The drawback is that these are stateless, which means they have a very short lifetime. After the few minutes are over, any state maintained within that function is lost, so it has to be persisted outside. It's not suitable for a long-running processes. It does have a limited instance type and a duration too. For example, AWS Lambdas have a duration of 15 minutes before they are terminated. There's also constraints on the actual size of the external libraries or any custom libraries that you package together, since these lambdas need to be spun up very quickly.

Comparing virtual machines, containers, and serverless

Let's compare Infrastructure as a Service (IaaS), Containers as a Service (CaaS), and Functions as a Service (FaaS). Think of IaaS as the virtual machine, CaaS as pool of Docker containers and FaaS an example will be Lambda functions. This is a comparison between IaaS, CaaS, and FaaS:

The green elements are managed by the user, and the blue elements are managed by the cloud service provider. So, on the left, you can see that IaaS, as used with virtual machines, have a lot of the responsibility on the user. In CaaS, the operating-system level is managed by the provider, but you can see that the container and the runtime are actually managed by the user. And, finally on the right, FaaS, you can see the core business logic code and application configuration is managed by the user.

So, how do you choose between AWS Lambda containers and EC2 instances in the AWS world? Check out the following chart:

If we compare virtual machines against the containers and Lambda functions on the top row, you can see that there is some configuration effort required in terms of the maintenance, building it for high availability, and management. For the Lambda functions, this is actually done on a pre-request basis. That is, it's request-driven. AWS will spin up more lambdas if more traffic hits your site to make it highly available (HA), for example.

In terms of flexibility, you have full access in virtual machines and containers, but with AWS Lambda, you have default hardware, default operating system, and no graphics processing units (GPU) available. The upside is that there is no upgrade or maintenance required on your side for Lambdas.

In terms of scalability, you need to plan ahead for virtual machines and containers. You need to provision the containers or instances and decide how you are going to scale. In AWS Lambda functions, scaling is implicit based on the number of requests or data volumes, as you natively get more or fewer lambdas executing in parallel.

The launch of virtual machines is usually in minutes and they can stay on perhaps for weeks. Containers can spin up within seconds and can stay on for minutes or hours before they can be disposed of. Lambda functions, however, can spin up in around 100 milliseconds and generally live for seconds or maybe a few minutes.

In terms of state, virtual machines and containers can maintain state even if it's generally not best practice for scaling. Lambda functions are always stateless, when they terminate their execution, anything in memory is disposed of, unless it's persisted outside in a DynamoDB table or S3 bucket, for example.

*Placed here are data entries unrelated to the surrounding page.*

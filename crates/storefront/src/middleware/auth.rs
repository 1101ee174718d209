//! Authentication extractors.
//!
//! Shop and back-office routes authenticate through the session; the
//! fulfillment API uses HTTP Basic credentials on every request.

use axum::{
    Json,
    extract::FromRequestParts,
    http::{StatusCode, header, request::Parts},
    response::{IntoResponse, Response},
};
use base64::{Engine, engine::general_purpose::STANDARD};
use serde_json::json;
use tower_sessions::Session;

use booktime_core::{BasketId, StaffRole};

use crate::models::{CurrentUser, User, session_keys};
use crate::services::auth::AuthService;
use crate::state::AppState;

/// Why an authenticated extractor refused the request.
#[derive(Debug)]
pub enum AuthRejection {
    /// No valid login.
    Unauthorized,
    /// Logged in, but without the required role.
    Forbidden,
    /// The store could not be reached while checking the user.
    Unavailable,
}

impl IntoResponse for AuthRejection {
    fn into_response(self) -> Response {
        let (status, message) = match self {
            Self::Unauthorized => (StatusCode::UNAUTHORIZED, "Login required"),
            Self::Forbidden => (StatusCode::FORBIDDEN, "Staff access required"),
            Self::Unavailable => (StatusCode::SERVICE_UNAVAILABLE, "Service unavailable"),
        };
        (status, Json(json!({ "error": message }))).into_response()
    }
}

async fn session_user(parts: &Parts) -> Option<CurrentUser> {
    let session = parts.extensions.get::<Session>()?;
    session
        .get::<CurrentUser>(session_keys::CURRENT_USER)
        .await
        .ok()
        .flatten()
}

/// Extractor that requires a logged-in user.
///
/// # Example
///
/// ```rust,ignore
/// async fn account(RequireUser(user): RequireUser) -> impl IntoResponse {
///     format!("Hello, {}!", user.email)
/// }
/// ```
pub struct RequireUser(pub CurrentUser);

impl<S> FromRequestParts<S> for RequireUser
where
    S: Send + Sync,
{
    type Rejection = AuthRejection;

    async fn from_request_parts(parts: &mut Parts, _state: &S) -> Result<Self, Self::Rejection> {
        session_user(parts)
            .await
            .map(Self)
            .ok_or(AuthRejection::Unauthorized)
    }
}

/// Extractor that optionally gets the current user.
pub struct OptionalUser(pub Option<CurrentUser>);

impl<S> FromRequestParts<S> for OptionalUser
where
    S: Send + Sync,
{
    type Rejection = std::convert::Infallible;

    async fn from_request_parts(parts: &mut Parts, _state: &S) -> Result<Self, Self::Rejection> {
        Ok(Self(session_user(parts).await))
    }
}

/// A staff member with the role they hold right now.
#[derive(Debug, Clone)]
pub struct Staff {
    pub user: User,
    pub role: StaffRole,
}

impl Staff {
    fn from_user(user: User) -> Result<Self, AuthRejection> {
        if !user.is_active {
            return Err(AuthRejection::Unauthorized);
        }
        let role = user.role.ok_or(AuthRejection::Forbidden)?;
        Ok(Self { user, role })
    }
}

/// Extractor for back-office routes: a logged-in, active staff account.
///
/// The role is re-read from the store on each request, so a demotion takes
/// effect without waiting for the session to end.
pub struct RequireStaff(pub Staff);

impl FromRequestParts<AppState> for RequireStaff {
    type Rejection = AuthRejection;

    async fn from_request_parts(
        parts: &mut Parts,
        state: &AppState,
    ) -> Result<Self, Self::Rejection> {
        let current = session_user(parts)
            .await
            .ok_or(AuthRejection::Unauthorized)?;

        let user = state
            .store()
            .get_user(current.id)
            .await
            .map_err(|e| {
                tracing::error!(error = %e, "Failed to load staff user");
                AuthRejection::Unavailable
            })?
            .ok_or(AuthRejection::Unauthorized)?;

        Staff::from_user(user).map(Self)
    }
}

/// Extractor for the fulfillment API: HTTP Basic credentials of a staff account.
pub struct ApiStaff(pub Staff);

/// Split an `Authorization: Basic ...` header into email and password.
fn basic_credentials(parts: &Parts) -> Option<(String, String)> {
    let value = parts.headers.get(header::AUTHORIZATION)?.to_str().ok()?;
    let encoded = value.strip_prefix("Basic ")?;
    let decoded = String::from_utf8(STANDARD.decode(encoded.trim()).ok()?).ok()?;
    let (email, password) = decoded.split_once(':')?;
    Some((email.to_owned(), password.to_owned()))
}

impl FromRequestParts<AppState> for ApiStaff {
    type Rejection = Response;

    async fn from_request_parts(
        parts: &mut Parts,
        state: &AppState,
    ) -> Result<Self, Self::Rejection> {
        let challenge = || {
            let mut response = AuthRejection::Unauthorized.into_response();
            response.headers_mut().insert(
                header::WWW_AUTHENTICATE,
                header::HeaderValue::from_static("Basic realm=\"booktime\""),
            );
            response
        };

        let (email, password) = basic_credentials(parts).ok_or_else(challenge)?;
        let user = AuthService::new(state.store())
            .login(&email, &password)
            .await
            .map_err(|_| challenge())?;

        Staff::from_user(user)
            .map(Self)
            .map_err(IntoResponse::into_response)
    }
}

/// Store the logged-in user in the session.
///
/// # Errors
///
/// Returns an error if the session cannot be modified.
pub async fn set_current_user(
    session: &Session,
    user: &CurrentUser,
) -> Result<(), tower_sessions::session::Error> {
    session.insert(session_keys::CURRENT_USER, user).await
}

/// The basket id the session is shopping with.
///
/// # Errors
///
/// Returns an error if the session cannot be read.
pub async fn session_basket_id(
    session: &Session,
) -> Result<Option<BasketId>, tower_sessions::session::Error> {
    session.get(session_keys::BASKET_ID).await
}

/// Point the session at `basket`, or forget the basket with `None`.
///
/// # Errors
///
/// Returns an error if the session cannot be modified.
pub async fn set_session_basket(
    session: &Session,
    basket: Option<BasketId>,
) -> Result<(), tower_sessions::session::Error> {
    match basket {
        Some(id) => session.insert(session_keys::BASKET_ID, id).await,
        None => session
            .remove::<BasketId>(session_keys::BASKET_ID)
            .await
            .map(|_| ()),
    }
}

#[cfg(test)]
#[allow(clippy::unwrap_used)]
mod tests {
    use super::*;
    use axum::http::Request;

    fn parts_with_auth(value: &str) -> Parts {
        let request = Request::builder()
            .header(header::AUTHORIZATION, value)
            .body(())
            .unwrap();
        request.into_parts().0
    }

    #[test]
    fn test_basic_credentials_decoded() {
        let encoded = STANDARD.encode("dispatch@booktime.domain:secret:with:colons");
        let parts = parts_with_auth(&format!("Basic {encoded}"));
        assert_eq!(
            basic_credentials(&parts),
            Some((
                "dispatch@booktime.domain".to_owned(),
                "secret:with:colons".to_owned()
            ))
        );
    }

    #[test]
    fn test_non_basic_scheme_ignored() {
        let parts = parts_with_auth("Bearer token");
        assert_eq!(basic_credentials(&parts), None);
    }
}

Custom integration with AWS services is required for virtual machines and Docker containers. In Lambda functions, however, event sources can push data to a Lambda function using built-in integration with the other AWS services, such as Kinesis, S3, and API Gateway. All you have to do is subscribe the Lambda event source to a Kinesis Stream and the data will get pushed to your Lambda with its business logic code, which allows you to decide how you process and analyze that data. However, for EC2 virtual machines and ECS containers, you need to build that custom inbound integration logic using the AWS SDK, or by some other means.

Finally, in terms of pricing, EC2 instances are priced per second. They also have a spot instance that uses market rates, which is lot cheaper than on-demand instances. The same goes for containers, except that you can have many containers on one EC2 instance. This makes better use of resources and is a lot cheaper, as you flexibility to spread different containers among the EC2 instances. For AWS Lambda functions, the pricing is per 100 milliseconds, invocation number, and the amount of random-access memory (RAM) required.